Ada juga murid yang curhat mengenai problem keluarganya. Tentu para guru segera memberikan pendampingan bagi murid itu. Setidaknya, psikis dan semangat belajar murid tersebut tetap terjaga. Sebab, tak mungkin juga tim fasilitator ikut campur di permasalahan semacam itu. ’’Ciri-ciri biasanya itu murung di kelas. Nah, itu kami outreach,’’ tutur bapak satu anak tersebut.

Jika sudah terindikasi cukup parah, murid itu dibawa ke psikolog. Memang masih ada orang tua yang defensif dan merasa anaknya baik-baik saja. Mereka pun diberi pemahaman bahwa tak semua yang datang ke psikolog dikatakan gila. Sekarang ada beberapa murid yang sedang mendapatkan pendampingan dari ahli. ’’Supaya tidak terjadi insiden karena depresi,’’ paparnya.

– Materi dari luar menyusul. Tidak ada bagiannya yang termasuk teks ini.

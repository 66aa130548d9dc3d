//! Builder for executing external tool commands with timeout support.

use std::path::PathBuf;
use std::process::ExitStatus;
use std::time::Duration;

use tokio::process::Command;
use tubedigest_common::{Error, Result};

/// Default command timeout: 10 minutes.
const DEFAULT_TIMEOUT: Duration = Duration::from_secs(600);

/// Output captured from a tool execution.
#[derive(Debug, Clone)]
pub struct ToolOutput {
    /// Process exit status.
    pub status: ExitStatus,
    /// Captured standard output (lossy UTF-8).
    pub stdout: String,
    /// Captured standard error (lossy UTF-8).
    pub stderr: String,
}

/// A builder for constructing and executing external tool invocations.
///
/// The child process is killed if the returned future is dropped, so a
/// cancelled caller never leaves a download running in the background.
///
/// # Example
///
/// ```no_run
/// use tubedigest_captions::ToolCommand;
/// use std::path::PathBuf;
///
/// # async fn example() -> tubedigest_common::Result<()> {
/// let output = ToolCommand::new(PathBuf::from("yt-dlp"))
///     .arg("--version")
///     .execute()
///     .await?;
/// println!("{}", output.stdout);
/// # Ok(())
/// # }
/// ```
#[derive(Debug, Clone)]
pub struct ToolCommand {
    program: PathBuf,
    args: Vec<String>,
    timeout: Duration,
    current_dir: Option<PathBuf>,
}

impl ToolCommand {
    /// Create a new command for the given program path.
    pub fn new(program: PathBuf) -> Self {
        Self {
            program,
            args: Vec::new(),
            timeout: DEFAULT_TIMEOUT,
            current_dir: None,
        }
    }

    /// Append a single argument.
    pub fn arg(&mut self, s: impl Into<String>) -> &mut Self {
        self.args.push(s.into());
        self
    }

    /// Append multiple arguments.
    pub fn args(&mut self, iter: impl IntoIterator<Item = impl Into<String>>) -> &mut Self {
        self.args.extend(iter.into_iter().map(Into::into));
        self
    }

    /// Set the maximum execution time.
    pub fn timeout(&mut self, d: Duration) -> &mut Self {
        self.timeout = d;
        self
    }

    /// Run the process with `dir` as its working directory.
    pub fn current_dir(&mut self, dir: impl Into<PathBuf>) -> &mut Self {
        self.current_dir = Some(dir.into());
        self
    }

    /// Execute the command, capturing stdout and stderr.
    ///
    /// # Errors
    ///
    /// - Returns [`Error::Tool`] if spawning the process fails.
    /// - Returns [`Error::Tool`] if the process times out (message includes
    ///   the timeout duration).
    /// - Returns [`Error::Tool`] if the process exits with a non-zero status
    ///   (message includes stderr).
    pub async fn execute(&self) -> Result<ToolOutput> {
        let program_name = self
            .program
            .file_name()
            .map(|n| n.to_string_lossy().to_string())
            .unwrap_or_else(|| self.program.to_string_lossy().to_string());

        let mut cmd = Command::new(&self.program);
        cmd.args(&self.args);
        if let Some(dir) = &self.current_dir {
            cmd.current_dir(dir);
        }
        cmd.stdin(std::process::Stdio::null());
        cmd.stdout(std::process::Stdio::piped());
        cmd.stderr(std::process::Stdio::piped());
        cmd.kill_on_drop(true);

        tracing::debug!(tool = %program_name, args = ?self.args, "Spawning tool");

        let child = cmd
            .spawn()
            .map_err(|e| Error::tool(&program_name, format!("failed to spawn: {e}")))?;

        match tokio::time::timeout(self.timeout, child.wait_with_output()).await {
            Ok(Ok(output)) => {
                let tool_output = ToolOutput {
                    status: output.status,
                    stdout: String::from_utf8_lossy(&output.stdout).to_string(),
                    stderr: String::from_utf8_lossy(&output.stderr).to_string(),
                };

                if !output.status.success() {
                    return Err(Error::tool(
                        program_name,
                        format!(
                            "exited with status {}: {}",
                            output.status,
                            tool_output.stderr.trim()
                        ),
                    ));
                }

                Ok(tool_output)
            }
            Ok(Err(e)) => Err(Error::tool(
                program_name,
                format!("I/O error waiting for process: {e}"),
            )),
            // The child is dropped with the timed-out future and killed.
            Err(_elapsed) => Err(Error::tool(
                program_name,
                format!("timed out after {:?}", self.timeout),
            )),
        }
    }
}

#[cfg(test)]
mod tests {
    use super::*;

    #[tokio::test]
    async fn execute_echo() {
        // `echo` should be universally available.
        let output = ToolCommand::new(PathBuf::from("echo"))
            .arg("hello")
            .execute()
            .await;

        match output {
            Ok(out) => {
                assert!(out.status.success());
                assert!(out.stdout.trim().contains("hello"));
            }
            Err(_) => {
                // On some minimal environments echo may not exist; skip.
            }
        }
    }

    #[tokio::test]
    async fn execute_nonexistent_tool() {
        let result = ToolCommand::new(PathBuf::from("nonexistent_tool_xyz_12345"))
            .execute()
            .await;
        assert!(matches!(result, Err(Error::Tool { .. })));
    }

    #[cfg(unix)]
    #[tokio::test]
    async fn runs_in_current_dir() {
        let dir = tempfile::tempdir().unwrap();
        let output = ToolCommand::new(PathBuf::from("sh"))
            .args(["-c", "touch marker.txt"])
            .current_dir(dir.path())
            .execute()
            .await
            .unwrap();
        assert!(output.status.success());
        assert!(dir.path().join("marker.txt").exists());
    }

    #[cfg(unix)]
    #[tokio::test]
    async fn nonzero_exit_carries_stderr() {
        let err = ToolCommand::new(PathBuf::from("sh"))
            .args(["-c", "echo 'ERROR: Video unavailable' >&2; exit 1"])
            .execute()
            .await
            .unwrap_err();
        let msg = err.to_string();
        assert!(msg.contains("Video unavailable"), "unexpected error: {msg}");
    }

    #[tokio::test]
    async fn timeout_fires() {
        // `sleep 10` should be killed well before 10 seconds.
        let result = ToolCommand::new(PathBuf::from("sleep"))
            .arg("10")
            .timeout(Duration::from_millis(100))
            .execute()
            .await;
        assert!(result.is_err());
        let err = result.unwrap_err().to_string();
        assert!(err.contains("timed out"), "unexpected error: {err}");
    }
}
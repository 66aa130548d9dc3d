use serde::{Deserialize, Serialize};
use std::path::PathBuf;

#[derive(Debug, Clone, Default, Deserialize, Serialize)]
pub struct Config {
    #[serde(default)]
    pub database: DatabaseConfig,

    #[serde(default)]
    pub youtube: YoutubeConfig,

    #[serde(default)]
    pub summarizer: SummarizerConfig,

    #[serde(default)]
    pub translator: TranslatorConfig,

    #[serde(default)]
    pub publisher: PublisherConfig,

    #[serde(default)]
    pub captions: CaptionsConfig,

    #[serde(default)]
    pub schedule: ScheduleConfig,
}

#[derive(Debug, Clone, Deserialize, Serialize)]
pub struct DatabaseConfig {
    /// SQLite file path (tilde-expanded)
    #[serde(default = "default_db_path")]
    pub path: String,

    /// Maximum open connections; five workers plus one admin command
    #[serde(default = "default_pool_size")]
    pub pool_size: u32,

    /// Milliseconds a writer waits on a locked database
    #[serde(default = "default_busy_timeout_ms")]
    pub busy_timeout_ms: u64,
}

fn default_db_path() -> String {
    "tubedigest.db".to_string()
}

fn default_pool_size() -> u32 {
    6
}

fn default_busy_timeout_ms() -> u64 {
    5000
}

impl Default for DatabaseConfig {
    fn default() -> Self {
        Self {
            path: default_db_path(),
            pool_size: default_pool_size(),
            busy_timeout_ms: default_busy_timeout_ms(),
        }
    }
}

impl DatabaseConfig {
    pub fn pool_settings(&self) -> tubedigest_db::pool::PoolSettings {
        tubedigest_db::pool::PoolSettings {
            max_size: self.pool_size,
            busy_timeout: std::time::Duration::from_millis(self.busy_timeout_ms),
        }
    }
}

#[derive(Debug, Clone, Deserialize, Serialize)]
pub struct YoutubeConfig {
    /// YouTube Data API v3 key
    #[serde(default)]
    pub api_key: Option<String>,

    #[serde(default = "default_youtube_url")]
    pub base_url: String,

    /// Results requested for a channel that has never been discovered
    #[serde(default = "default_recent_page_size")]
    pub recent_page_size: u32,

    /// Videos must be strictly longer than this to be kept
    #[serde(default = "default_min_length_secs")]
    pub min_length_secs: u64,

    #[serde(default = "default_requests_per_second")]
    pub requests_per_second: u32,
}

fn default_youtube_url() -> String {
    "https://youtube.googleapis.com/youtube/v3".to_string()
}
fn default_recent_page_size() -> u32 {
    25
}
fn default_min_length_secs() -> u64 {
    30 * 60
}
fn default_requests_per_second() -> u32 {
    5
}

impl Default for YoutubeConfig {
    fn default() -> Self {
        Self {
            api_key: None,
            base_url: default_youtube_url(),
            recent_page_size: default_recent_page_size(),
            min_length_secs: default_min_length_secs(),
            requests_per_second: default_requests_per_second(),
        }
    }
}

#[derive(Debug, Clone, Deserialize, Serialize)]
pub struct SummarizerConfig {
    /// OpenAI-compatible API root, e.g. `http://localhost:1234/v1` for LM Studio
    #[serde(default)]
    pub base_url: Option<String>,

    #[serde(default)]
    pub api_key: Option<String>,

    #[serde(default = "default_model")]
    pub model: String,

    #[serde(default = "default_temperature")]
    pub temperature: f32,

    #[serde(default = "default_max_tokens")]
    pub max_tokens: u32,

    /// Local models can take a long time on a full transcript
    #[serde(default = "default_summarizer_timeout")]
    pub timeout_secs: u64,
}

fn default_model() -> String {
    "meta-llama-3.1-8b-instruct".to_string()
}
fn default_temperature() -> f32 {
    0.7
}
fn default_max_tokens() -> u32 {
    1000
}
fn default_summarizer_timeout() -> u64 {
    40 * 60
}

impl Default for SummarizerConfig {
    fn default() -> Self {
        Self {
            base_url: None,
            api_key: None,
            model: default_model(),
            temperature: default_temperature(),
            max_tokens: default_max_tokens(),
            timeout_secs: default_summarizer_timeout(),
        }
    }
}

#[derive(Debug, Clone, Deserialize, Serialize)]
pub struct TranslatorConfig {
    #[serde(default = "default_translator_endpoint")]
    pub endpoint: String,

    #[serde(default)]
    pub api_key: Option<String>,

    /// Azure resource region, required for regional and multi-service keys
    #[serde(default)]
    pub region: Option<String>,

    #[serde(default = "default_source_language")]
    pub source_language: String,

    #[serde(default = "default_target_language")]
    pub target_language: String,
}

fn default_translator_endpoint() -> String {
    "https://api.cognitive.microsofttranslator.com".to_string()
}
fn default_source_language() -> String {
    "en".to_string()
}
fn default_target_language() -> String {
    "ka".to_string()
}

impl Default for TranslatorConfig {
    fn default() -> Self {
        Self {
            endpoint: default_translator_endpoint(),
            api_key: None,
            region: None,
            source_language: default_source_language(),
            target_language: default_target_language(),
        }
    }
}

#[derive(Debug, Clone, Deserialize, Serialize)]
pub struct PublisherConfig {
    #[serde(default = "default_graph_url")]
    pub graph_url: String,

    #[serde(default)]
    pub page_id: Option<String>,

    /// Page access token
    #[serde(default)]
    pub access_token: Option<String>,

    /// Appended to every post after a blank line
    #[serde(default = "default_disclaimer")]
    pub disclaimer: String,
}

fn default_graph_url() -> String {
    "https://graph.facebook.com/v21.0".to_string()
}
fn default_disclaimer() -> String {
    "This summary was generated automatically and may contain inaccuracies.".to_string()
}

impl Default for PublisherConfig {
    fn default() -> Self {
        Self {
            graph_url: default_graph_url(),
            page_id: None,
            access_token: None,
            disclaimer: default_disclaimer(),
        }
    }
}

#[derive(Debug, Clone, Deserialize, Serialize)]
pub struct CaptionsConfig {
    /// Custom yt-dlp path (uses PATH if not set)
    #[serde(default)]
    pub yt_dlp_path: Option<PathBuf>,

    #[serde(default = "default_caption_language")]
    pub language: String,

    #[serde(default = "default_caption_timeout")]
    pub timeout_secs: u64,

    /// Randomized pause between downloads, lower bound
    #[serde(default = "default_pause_min")]
    pub pause_min_secs: u64,

    /// Randomized pause between downloads, upper bound
    #[serde(default = "default_pause_max")]
    pub pause_max_secs: u64,

    /// Parent directory for scratch workspaces (system temp dir if not set)
    #[serde(default)]
    pub scratch_dir: Option<PathBuf>,
}

fn default_caption_language() -> String {
    "en".to_string()
}
fn default_caption_timeout() -> u64 {
    600
}
fn default_pause_min() -> u64 {
    50
}
fn default_pause_max() -> u64 {
    70
}

impl Default for CaptionsConfig {
    fn default() -> Self {
        Self {
            yt_dlp_path: None,
            language: default_caption_language(),
            timeout_secs: default_caption_timeout(),
            pause_min_secs: default_pause_min(),
            pause_max_secs: default_pause_max(),
            scratch_dir: None,
        }
    }
}

/// Worker intervals in seconds.
#[derive(Debug, Clone, Deserialize, Serialize)]
pub struct ScheduleConfig {
    #[serde(default = "default_discovery_secs")]
    pub discovery_secs: u64,

    #[serde(default = "default_transcription_secs")]
    pub transcription_secs: u64,

    #[serde(default = "default_summarization_secs")]
    pub summarization_secs: u64,

    #[serde(default = "default_translation_secs")]
    pub translation_secs: u64,

    #[serde(default = "default_publication_secs")]
    pub publication_secs: u64,
}

fn default_discovery_secs() -> u64 {
    60 * 60
}
fn default_transcription_secs() -> u64 {
    30 * 60
}
fn default_summarization_secs() -> u64 {
    30 * 60
}
fn default_translation_secs() -> u64 {
    10 * 60
}
fn default_publication_secs() -> u64 {
    5 * 60
}

impl Default for ScheduleConfig {
    fn default() -> Self {
        Self {
            discovery_secs: default_discovery_secs(),
            transcription_secs: default_transcription_secs(),
            summarization_secs: default_summarization_secs(),
            translation_secs: default_translation_secs(),
            publication_secs: default_publication_secs(),
        }
    }
}

impl Config {
    /// Check that every credential and endpoint the workers need is present.
    ///
    /// All missing entries are reported together in one
    /// [`tubedigest_common::Error::Config`].
    pub fn require_credentials(&self) -> tubedigest_common::Result<()> {
        fn blank(v: &Option<String>) -> bool {
            v.as_deref().map_or(true, |s| s.trim().is_empty())
        }

        let mut missing = Vec::new();
        if blank(&self.youtube.api_key) {
            missing.push("youtube.api_key");
        }
        if blank(&self.summarizer.base_url) {
            missing.push("summarizer.base_url");
        }
        if self.translator.endpoint.trim().is_empty() {
            missing.push("translator.endpoint");
        }
        if blank(&self.translator.api_key) {
            missing.push("translator.api_key");
        }
        if blank(&self.publisher.page_id) {
            missing.push("publisher.page_id");
        }
        if blank(&self.publisher.access_token) {
            missing.push("publisher.access_token");
        }

        if missing.is_empty() {
            Ok(())
        } else {
            Err(tubedigest_common::Error::Config(format!(
                "missing required settings: {}",
                missing.join(", ")
            )))
        }
    }
}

Di fasilitas yang berdiri sejak Januari itu rutin dilakukan evaluasi setiap bulan. Baginya, anak-anak merupakan subjek yang harus didengar. Tak sekadar menjadi objek saat kegiatan pembelajaran berlangsung. ’’Jangan melihat siapa yang bicara, tapi dengarkan apa yang disampaikan,’’ kata pria asli Surabaya itu.